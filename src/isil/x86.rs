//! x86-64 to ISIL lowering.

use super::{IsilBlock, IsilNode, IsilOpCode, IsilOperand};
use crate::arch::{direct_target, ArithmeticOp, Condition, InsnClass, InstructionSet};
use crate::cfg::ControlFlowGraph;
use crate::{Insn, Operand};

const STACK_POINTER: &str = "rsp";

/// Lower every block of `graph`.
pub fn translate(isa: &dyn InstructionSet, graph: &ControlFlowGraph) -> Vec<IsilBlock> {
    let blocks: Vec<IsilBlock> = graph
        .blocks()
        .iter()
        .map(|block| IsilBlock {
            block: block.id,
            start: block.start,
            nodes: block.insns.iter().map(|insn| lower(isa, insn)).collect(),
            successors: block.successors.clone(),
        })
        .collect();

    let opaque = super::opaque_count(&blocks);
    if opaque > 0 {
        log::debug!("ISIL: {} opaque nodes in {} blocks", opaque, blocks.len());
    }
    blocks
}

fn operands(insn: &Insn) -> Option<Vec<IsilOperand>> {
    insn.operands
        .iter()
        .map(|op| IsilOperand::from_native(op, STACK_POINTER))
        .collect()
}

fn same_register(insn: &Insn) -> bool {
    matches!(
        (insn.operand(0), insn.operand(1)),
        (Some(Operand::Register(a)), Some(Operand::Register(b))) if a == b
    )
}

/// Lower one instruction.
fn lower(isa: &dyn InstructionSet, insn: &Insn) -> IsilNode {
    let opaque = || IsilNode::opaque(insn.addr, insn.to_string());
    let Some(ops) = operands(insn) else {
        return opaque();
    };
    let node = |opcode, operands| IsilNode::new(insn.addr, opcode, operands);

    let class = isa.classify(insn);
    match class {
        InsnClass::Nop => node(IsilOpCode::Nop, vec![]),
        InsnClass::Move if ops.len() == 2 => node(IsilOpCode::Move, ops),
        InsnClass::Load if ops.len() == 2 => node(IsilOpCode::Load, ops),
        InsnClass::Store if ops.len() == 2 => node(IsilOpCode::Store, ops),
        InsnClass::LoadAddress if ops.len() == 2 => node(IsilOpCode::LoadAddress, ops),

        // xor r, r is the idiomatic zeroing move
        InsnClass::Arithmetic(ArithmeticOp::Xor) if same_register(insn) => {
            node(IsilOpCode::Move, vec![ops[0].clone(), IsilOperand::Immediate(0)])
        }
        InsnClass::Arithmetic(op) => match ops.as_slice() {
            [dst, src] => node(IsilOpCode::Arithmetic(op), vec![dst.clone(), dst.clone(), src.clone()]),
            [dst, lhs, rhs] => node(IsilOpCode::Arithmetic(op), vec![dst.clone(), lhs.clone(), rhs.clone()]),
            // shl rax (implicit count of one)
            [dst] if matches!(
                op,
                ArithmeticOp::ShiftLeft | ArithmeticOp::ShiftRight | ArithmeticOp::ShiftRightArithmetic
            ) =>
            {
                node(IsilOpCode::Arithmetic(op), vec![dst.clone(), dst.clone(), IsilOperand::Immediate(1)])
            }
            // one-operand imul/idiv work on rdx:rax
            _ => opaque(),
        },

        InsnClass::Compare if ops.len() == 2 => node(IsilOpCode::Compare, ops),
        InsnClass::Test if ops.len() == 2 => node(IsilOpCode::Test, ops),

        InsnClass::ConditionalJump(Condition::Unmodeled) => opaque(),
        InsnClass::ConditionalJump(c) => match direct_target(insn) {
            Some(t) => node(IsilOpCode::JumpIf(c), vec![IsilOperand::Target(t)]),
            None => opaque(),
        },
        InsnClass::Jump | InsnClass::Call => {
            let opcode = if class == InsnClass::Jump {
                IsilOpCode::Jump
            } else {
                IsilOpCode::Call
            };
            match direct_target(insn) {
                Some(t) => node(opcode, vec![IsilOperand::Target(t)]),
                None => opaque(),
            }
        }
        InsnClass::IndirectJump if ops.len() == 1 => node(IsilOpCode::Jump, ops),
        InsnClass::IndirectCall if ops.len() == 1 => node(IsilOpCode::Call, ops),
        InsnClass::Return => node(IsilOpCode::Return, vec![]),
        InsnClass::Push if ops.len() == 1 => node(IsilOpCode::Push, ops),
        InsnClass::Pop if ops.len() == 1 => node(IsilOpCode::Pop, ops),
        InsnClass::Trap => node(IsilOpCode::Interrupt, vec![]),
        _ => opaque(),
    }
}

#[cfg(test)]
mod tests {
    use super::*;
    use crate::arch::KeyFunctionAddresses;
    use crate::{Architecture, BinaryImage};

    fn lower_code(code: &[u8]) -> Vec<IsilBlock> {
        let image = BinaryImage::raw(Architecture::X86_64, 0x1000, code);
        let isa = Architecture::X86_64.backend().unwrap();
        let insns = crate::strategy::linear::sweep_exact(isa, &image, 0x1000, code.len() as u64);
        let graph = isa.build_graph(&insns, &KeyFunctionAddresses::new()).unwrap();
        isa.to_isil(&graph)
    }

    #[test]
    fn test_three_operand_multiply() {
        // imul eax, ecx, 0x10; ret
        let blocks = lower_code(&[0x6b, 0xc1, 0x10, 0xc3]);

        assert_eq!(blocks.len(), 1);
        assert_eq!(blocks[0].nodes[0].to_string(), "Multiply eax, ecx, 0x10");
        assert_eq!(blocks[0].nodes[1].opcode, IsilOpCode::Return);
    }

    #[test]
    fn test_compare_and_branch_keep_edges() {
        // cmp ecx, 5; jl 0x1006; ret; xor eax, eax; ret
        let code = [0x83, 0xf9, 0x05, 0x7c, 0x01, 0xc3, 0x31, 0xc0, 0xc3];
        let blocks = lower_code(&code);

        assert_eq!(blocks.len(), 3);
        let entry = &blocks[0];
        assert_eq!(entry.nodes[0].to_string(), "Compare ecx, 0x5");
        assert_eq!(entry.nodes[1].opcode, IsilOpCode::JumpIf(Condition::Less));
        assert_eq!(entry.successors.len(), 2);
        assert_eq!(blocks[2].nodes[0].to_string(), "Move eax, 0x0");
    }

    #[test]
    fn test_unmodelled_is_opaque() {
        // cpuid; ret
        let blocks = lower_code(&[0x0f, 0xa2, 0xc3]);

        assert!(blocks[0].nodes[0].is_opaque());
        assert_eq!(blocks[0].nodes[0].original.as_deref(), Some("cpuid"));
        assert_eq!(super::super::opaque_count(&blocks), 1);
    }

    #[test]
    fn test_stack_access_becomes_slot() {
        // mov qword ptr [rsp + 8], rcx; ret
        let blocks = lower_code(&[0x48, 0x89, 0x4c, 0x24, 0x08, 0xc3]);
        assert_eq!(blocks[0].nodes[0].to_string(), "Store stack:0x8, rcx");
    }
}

------------------------

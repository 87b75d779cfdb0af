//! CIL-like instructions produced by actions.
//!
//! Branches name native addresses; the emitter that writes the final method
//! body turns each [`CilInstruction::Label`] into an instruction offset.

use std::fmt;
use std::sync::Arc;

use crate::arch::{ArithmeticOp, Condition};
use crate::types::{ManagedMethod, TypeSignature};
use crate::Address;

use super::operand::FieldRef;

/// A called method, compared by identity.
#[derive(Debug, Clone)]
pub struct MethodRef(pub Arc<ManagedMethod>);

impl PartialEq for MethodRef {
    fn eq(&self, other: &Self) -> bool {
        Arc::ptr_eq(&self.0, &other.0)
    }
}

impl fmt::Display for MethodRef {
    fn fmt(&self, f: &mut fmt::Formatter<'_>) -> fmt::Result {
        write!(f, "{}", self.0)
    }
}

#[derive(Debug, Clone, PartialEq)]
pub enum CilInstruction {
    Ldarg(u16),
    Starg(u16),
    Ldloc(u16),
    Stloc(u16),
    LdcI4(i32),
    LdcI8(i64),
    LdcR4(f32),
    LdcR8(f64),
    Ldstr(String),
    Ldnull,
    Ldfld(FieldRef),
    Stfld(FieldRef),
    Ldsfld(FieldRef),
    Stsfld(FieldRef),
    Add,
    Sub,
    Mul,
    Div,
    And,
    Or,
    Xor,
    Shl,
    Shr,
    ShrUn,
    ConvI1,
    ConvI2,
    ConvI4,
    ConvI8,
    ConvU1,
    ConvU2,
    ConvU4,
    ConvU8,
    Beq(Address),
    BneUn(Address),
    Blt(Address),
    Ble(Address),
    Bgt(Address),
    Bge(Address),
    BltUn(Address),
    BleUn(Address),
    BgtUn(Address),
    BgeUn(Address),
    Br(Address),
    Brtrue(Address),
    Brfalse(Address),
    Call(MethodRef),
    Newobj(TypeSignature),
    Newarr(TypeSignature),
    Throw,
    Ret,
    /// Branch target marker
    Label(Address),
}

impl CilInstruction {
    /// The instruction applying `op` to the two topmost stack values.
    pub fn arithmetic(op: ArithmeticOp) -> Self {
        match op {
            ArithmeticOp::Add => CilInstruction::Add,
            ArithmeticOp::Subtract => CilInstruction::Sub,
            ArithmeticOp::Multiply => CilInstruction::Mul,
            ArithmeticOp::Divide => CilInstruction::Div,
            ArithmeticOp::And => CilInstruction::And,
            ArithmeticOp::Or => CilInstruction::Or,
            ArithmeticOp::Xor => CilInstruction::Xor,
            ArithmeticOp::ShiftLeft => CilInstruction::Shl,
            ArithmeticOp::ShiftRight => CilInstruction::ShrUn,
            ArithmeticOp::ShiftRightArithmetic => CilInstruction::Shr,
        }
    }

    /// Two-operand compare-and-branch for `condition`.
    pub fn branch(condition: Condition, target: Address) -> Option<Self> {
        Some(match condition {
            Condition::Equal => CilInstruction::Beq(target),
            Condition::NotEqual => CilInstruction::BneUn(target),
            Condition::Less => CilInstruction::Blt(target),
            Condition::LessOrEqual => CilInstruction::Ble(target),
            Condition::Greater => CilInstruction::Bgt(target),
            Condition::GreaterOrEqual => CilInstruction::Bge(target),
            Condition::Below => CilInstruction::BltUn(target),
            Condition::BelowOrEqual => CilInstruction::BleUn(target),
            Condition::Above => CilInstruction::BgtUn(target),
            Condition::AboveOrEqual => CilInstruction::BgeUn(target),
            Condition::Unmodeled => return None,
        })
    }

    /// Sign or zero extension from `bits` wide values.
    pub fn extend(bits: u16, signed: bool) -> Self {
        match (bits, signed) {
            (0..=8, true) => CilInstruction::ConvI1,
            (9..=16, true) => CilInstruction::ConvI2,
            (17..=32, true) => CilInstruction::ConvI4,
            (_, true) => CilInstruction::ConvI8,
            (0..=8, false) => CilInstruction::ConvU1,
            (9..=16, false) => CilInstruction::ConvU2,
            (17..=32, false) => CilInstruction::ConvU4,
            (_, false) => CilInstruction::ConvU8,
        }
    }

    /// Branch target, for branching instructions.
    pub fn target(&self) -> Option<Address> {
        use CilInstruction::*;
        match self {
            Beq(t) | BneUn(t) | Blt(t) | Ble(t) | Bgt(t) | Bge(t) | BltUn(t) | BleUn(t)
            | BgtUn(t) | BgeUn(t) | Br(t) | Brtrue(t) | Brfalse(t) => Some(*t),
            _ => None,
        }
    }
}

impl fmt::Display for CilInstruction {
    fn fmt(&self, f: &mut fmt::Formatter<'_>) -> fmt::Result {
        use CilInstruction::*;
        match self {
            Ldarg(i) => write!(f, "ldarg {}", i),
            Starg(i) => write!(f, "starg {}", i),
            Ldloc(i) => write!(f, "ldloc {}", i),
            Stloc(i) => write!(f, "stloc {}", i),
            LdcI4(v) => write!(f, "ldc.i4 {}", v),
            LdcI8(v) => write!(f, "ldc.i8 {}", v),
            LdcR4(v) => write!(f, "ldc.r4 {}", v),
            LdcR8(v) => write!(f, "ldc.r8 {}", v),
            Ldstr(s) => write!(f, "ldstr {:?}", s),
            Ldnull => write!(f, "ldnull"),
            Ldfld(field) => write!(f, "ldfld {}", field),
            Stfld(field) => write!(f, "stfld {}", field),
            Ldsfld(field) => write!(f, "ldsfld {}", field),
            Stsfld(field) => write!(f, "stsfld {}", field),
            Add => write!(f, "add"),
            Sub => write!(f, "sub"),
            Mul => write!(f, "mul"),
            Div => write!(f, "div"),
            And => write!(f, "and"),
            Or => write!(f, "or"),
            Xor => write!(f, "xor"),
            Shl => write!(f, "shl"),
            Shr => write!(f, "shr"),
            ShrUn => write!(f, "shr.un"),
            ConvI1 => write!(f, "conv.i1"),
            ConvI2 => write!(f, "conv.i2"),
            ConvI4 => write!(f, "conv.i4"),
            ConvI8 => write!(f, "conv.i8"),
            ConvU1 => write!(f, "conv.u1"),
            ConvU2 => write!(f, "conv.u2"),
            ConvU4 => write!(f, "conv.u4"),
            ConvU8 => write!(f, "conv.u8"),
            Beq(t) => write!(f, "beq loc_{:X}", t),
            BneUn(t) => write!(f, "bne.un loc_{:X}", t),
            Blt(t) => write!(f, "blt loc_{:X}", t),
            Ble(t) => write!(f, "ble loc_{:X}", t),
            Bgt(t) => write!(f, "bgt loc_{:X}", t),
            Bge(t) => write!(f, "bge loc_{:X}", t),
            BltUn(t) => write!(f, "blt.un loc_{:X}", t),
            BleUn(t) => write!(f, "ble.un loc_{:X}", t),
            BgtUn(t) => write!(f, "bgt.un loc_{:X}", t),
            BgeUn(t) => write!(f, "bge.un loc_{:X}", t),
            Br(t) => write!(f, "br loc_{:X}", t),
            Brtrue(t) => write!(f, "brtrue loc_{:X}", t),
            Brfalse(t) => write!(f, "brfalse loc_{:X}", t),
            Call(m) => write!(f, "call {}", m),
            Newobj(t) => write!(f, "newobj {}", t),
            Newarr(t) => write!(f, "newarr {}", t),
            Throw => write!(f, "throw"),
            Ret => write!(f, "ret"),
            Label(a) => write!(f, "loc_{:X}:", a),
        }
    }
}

------------------------

The range runs from the line with "InsnClass::Load if ops.len()" up to and including the line with "InsnClass::Arithmetic(ArithmeticOp::Xor) if same_register(insn)" in the listing above; please write out exactly those lines and nothing more.

• Expected output
        InsnClass::Load if ops.len() == 2 => node(IsilOpCode::Load, ops),
        InsnClass::Store if ops.len() == 2 => node(IsilOpCode::Store, ops),
        InsnClass::LoadAddress if ops.len() == 2 => node(IsilOpCode::LoadAddress, ops),

        // xor r, r is the idiomatic zeroing move
        InsnClass::Arithmetic(ArithmeticOp::Xor) if same_register(insn) => {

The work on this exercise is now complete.